[Entries taken from a collection]
——
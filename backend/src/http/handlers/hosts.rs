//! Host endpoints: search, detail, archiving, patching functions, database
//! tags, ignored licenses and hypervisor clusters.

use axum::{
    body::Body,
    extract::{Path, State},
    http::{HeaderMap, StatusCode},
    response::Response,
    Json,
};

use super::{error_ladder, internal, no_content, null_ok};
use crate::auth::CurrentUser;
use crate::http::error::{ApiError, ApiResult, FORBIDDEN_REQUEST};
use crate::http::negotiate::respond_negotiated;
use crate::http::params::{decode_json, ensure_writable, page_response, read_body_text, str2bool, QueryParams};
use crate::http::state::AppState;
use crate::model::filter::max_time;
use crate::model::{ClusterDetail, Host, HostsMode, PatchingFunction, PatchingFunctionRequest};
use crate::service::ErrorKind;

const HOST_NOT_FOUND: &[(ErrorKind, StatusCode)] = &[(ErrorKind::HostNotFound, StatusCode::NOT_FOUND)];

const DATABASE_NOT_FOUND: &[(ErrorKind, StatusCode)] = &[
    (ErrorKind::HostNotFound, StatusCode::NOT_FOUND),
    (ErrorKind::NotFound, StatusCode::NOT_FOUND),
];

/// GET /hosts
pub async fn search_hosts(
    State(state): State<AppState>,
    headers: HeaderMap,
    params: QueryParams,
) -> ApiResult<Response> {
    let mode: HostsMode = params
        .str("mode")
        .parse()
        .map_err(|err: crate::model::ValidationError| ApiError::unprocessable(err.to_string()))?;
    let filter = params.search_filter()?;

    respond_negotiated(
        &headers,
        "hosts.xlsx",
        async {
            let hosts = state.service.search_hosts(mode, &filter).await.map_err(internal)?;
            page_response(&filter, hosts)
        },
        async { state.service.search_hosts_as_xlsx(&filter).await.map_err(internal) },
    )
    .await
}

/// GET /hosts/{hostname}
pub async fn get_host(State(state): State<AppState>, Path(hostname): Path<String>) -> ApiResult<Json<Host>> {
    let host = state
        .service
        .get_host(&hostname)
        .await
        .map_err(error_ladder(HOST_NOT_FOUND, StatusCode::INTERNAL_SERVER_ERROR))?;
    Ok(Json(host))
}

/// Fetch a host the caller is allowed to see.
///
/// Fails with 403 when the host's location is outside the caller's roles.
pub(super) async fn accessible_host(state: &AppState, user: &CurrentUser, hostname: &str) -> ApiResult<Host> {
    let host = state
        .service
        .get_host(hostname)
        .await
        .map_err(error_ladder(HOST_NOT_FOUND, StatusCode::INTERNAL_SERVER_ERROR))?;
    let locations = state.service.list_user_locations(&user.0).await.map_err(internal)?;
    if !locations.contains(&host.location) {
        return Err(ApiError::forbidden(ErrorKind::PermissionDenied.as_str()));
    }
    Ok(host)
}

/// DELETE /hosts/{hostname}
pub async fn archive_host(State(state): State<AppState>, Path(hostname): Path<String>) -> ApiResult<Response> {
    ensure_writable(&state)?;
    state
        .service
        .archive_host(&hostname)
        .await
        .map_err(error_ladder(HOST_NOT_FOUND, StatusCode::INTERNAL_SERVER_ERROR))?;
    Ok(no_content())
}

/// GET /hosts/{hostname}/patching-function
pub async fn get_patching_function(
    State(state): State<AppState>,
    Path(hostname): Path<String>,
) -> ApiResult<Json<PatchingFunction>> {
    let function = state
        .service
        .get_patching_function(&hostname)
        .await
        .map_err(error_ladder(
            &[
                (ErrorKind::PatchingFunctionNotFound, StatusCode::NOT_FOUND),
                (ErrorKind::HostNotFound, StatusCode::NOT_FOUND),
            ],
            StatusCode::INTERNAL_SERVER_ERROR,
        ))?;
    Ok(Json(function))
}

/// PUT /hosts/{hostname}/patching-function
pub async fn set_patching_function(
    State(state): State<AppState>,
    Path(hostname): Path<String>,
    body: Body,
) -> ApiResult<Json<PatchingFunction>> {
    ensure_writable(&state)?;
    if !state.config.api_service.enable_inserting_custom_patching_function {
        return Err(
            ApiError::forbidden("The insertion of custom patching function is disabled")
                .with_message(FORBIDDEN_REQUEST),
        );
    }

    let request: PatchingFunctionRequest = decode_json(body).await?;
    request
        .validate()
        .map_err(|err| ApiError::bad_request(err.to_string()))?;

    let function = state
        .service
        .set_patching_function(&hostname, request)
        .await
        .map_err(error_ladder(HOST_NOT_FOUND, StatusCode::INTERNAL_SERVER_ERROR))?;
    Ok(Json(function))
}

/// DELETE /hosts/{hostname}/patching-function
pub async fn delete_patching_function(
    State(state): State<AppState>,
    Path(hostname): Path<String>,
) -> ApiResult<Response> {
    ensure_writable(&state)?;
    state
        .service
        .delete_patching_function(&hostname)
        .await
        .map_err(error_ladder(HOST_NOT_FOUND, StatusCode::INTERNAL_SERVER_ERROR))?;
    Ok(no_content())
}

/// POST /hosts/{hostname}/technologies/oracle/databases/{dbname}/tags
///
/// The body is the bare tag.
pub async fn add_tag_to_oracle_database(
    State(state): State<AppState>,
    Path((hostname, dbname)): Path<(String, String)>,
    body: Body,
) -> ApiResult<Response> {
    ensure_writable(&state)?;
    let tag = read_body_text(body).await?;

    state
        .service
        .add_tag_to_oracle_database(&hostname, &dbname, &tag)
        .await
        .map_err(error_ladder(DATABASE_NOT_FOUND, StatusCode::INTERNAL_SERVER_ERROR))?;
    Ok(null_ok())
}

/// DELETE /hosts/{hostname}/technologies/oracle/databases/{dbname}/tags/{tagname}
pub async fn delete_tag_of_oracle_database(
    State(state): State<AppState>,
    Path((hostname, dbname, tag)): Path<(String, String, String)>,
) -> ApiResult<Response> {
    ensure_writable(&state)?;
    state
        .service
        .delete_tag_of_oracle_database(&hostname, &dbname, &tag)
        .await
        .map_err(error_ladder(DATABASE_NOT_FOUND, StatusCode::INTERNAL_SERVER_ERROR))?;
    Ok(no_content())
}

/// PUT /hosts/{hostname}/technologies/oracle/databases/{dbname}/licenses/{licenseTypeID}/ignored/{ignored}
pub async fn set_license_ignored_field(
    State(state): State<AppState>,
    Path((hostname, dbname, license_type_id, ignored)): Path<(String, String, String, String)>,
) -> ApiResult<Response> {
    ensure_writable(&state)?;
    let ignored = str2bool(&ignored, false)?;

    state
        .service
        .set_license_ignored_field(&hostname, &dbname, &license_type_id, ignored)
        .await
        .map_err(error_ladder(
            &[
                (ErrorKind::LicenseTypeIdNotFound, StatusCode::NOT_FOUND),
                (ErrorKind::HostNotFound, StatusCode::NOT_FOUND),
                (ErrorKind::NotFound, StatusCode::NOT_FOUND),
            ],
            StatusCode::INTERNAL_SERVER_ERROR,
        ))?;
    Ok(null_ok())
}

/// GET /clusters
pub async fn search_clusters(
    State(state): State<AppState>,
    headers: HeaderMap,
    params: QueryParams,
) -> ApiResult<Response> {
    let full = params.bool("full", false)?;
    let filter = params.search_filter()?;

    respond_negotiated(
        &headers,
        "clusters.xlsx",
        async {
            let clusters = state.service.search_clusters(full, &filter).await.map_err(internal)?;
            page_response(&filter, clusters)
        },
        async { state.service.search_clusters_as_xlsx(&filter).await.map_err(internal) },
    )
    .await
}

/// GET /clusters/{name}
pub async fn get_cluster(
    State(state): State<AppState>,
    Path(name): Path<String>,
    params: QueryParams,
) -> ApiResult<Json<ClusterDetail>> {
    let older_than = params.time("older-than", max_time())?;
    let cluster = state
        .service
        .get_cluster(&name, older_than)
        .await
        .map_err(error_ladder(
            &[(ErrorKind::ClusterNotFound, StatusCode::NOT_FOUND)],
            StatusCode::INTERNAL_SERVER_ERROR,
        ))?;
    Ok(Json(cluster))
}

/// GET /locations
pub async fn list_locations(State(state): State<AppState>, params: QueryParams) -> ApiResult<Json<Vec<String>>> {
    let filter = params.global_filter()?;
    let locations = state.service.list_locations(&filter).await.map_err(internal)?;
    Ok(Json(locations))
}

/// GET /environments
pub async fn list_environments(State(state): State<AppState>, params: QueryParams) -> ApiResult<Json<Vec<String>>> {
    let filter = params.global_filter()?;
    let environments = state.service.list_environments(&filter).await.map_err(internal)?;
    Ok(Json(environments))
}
——
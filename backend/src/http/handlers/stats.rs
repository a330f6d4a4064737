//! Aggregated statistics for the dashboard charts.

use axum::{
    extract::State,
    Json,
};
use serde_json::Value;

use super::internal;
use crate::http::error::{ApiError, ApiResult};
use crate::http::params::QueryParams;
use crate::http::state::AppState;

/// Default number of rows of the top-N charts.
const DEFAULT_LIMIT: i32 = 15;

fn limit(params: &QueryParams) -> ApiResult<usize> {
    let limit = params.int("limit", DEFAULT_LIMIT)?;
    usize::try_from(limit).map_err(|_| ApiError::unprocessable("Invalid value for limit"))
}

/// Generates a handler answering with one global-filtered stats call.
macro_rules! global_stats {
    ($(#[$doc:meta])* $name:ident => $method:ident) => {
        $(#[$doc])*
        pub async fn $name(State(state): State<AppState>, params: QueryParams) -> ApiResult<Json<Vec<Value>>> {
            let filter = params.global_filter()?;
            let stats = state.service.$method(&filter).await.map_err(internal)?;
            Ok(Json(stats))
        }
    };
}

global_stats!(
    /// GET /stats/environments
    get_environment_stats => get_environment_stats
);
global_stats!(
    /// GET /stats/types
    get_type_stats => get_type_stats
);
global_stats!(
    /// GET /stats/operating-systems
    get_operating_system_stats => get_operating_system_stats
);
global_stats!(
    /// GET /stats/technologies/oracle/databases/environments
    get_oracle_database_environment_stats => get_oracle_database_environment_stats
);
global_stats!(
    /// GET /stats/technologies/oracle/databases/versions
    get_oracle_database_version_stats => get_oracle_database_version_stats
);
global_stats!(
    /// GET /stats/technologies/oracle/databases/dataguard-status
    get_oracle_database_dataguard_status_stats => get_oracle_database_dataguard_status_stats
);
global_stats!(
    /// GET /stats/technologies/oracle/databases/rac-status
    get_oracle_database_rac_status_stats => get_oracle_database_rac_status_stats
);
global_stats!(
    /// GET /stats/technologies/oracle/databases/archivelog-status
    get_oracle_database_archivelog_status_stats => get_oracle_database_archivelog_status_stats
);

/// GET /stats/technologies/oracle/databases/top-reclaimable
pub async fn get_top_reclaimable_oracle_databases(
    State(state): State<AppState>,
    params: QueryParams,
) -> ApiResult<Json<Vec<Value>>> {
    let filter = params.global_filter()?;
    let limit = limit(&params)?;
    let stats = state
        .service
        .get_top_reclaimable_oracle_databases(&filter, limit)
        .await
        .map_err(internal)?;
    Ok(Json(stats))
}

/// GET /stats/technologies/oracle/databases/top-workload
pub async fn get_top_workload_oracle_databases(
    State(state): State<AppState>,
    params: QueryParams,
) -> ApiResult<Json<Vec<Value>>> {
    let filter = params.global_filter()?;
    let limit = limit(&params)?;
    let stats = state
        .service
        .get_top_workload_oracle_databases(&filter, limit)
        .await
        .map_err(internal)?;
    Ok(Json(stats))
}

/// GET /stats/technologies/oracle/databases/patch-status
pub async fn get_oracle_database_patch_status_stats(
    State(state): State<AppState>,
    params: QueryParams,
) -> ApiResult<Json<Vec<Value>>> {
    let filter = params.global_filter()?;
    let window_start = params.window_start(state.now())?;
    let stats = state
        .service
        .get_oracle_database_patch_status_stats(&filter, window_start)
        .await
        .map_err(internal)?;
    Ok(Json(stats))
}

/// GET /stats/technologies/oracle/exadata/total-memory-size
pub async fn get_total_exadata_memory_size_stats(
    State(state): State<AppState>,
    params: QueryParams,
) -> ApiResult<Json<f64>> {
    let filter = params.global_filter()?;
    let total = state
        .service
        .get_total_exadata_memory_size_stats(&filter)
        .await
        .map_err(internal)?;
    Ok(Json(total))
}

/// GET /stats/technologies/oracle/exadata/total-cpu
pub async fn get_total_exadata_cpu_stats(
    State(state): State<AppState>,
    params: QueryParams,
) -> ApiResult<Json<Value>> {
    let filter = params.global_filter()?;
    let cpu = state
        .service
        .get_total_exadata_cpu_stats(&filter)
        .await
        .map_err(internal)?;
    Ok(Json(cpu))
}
——
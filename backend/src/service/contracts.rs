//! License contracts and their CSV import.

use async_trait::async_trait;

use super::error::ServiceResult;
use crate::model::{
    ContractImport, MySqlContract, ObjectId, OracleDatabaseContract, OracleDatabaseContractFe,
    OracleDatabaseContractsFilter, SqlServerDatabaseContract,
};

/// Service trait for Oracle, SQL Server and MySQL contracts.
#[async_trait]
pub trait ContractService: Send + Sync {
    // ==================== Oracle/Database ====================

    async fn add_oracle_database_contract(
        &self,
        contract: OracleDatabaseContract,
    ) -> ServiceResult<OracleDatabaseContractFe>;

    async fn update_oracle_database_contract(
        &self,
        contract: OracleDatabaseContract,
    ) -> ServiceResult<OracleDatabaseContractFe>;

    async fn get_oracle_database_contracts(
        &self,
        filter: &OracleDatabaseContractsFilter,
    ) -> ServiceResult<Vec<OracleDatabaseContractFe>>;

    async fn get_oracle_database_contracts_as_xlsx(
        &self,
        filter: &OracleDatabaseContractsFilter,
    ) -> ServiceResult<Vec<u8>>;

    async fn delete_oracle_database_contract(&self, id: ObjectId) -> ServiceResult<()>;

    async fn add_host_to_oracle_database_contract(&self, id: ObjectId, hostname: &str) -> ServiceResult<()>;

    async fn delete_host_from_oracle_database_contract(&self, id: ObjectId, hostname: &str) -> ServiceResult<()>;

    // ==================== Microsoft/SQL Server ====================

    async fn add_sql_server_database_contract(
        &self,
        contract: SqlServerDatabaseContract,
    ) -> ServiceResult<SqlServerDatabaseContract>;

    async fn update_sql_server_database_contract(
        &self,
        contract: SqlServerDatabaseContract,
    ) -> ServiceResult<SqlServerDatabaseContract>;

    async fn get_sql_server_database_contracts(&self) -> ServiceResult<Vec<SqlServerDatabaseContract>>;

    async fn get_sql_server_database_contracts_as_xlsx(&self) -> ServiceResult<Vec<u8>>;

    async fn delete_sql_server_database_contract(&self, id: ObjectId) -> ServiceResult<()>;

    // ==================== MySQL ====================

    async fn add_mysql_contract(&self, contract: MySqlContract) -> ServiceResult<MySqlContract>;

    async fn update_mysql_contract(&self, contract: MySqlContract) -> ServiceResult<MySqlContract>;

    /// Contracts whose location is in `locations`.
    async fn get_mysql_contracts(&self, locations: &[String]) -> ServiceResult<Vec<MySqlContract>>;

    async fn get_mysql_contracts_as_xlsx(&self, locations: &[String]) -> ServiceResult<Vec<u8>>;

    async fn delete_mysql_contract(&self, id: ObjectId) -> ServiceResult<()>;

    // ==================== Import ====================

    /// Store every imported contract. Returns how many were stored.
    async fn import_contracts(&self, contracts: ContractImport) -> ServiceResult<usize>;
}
——
**Required action**: Count every line in the data where the string "model" occurs. Give nothing except the number.

**Solution**: 4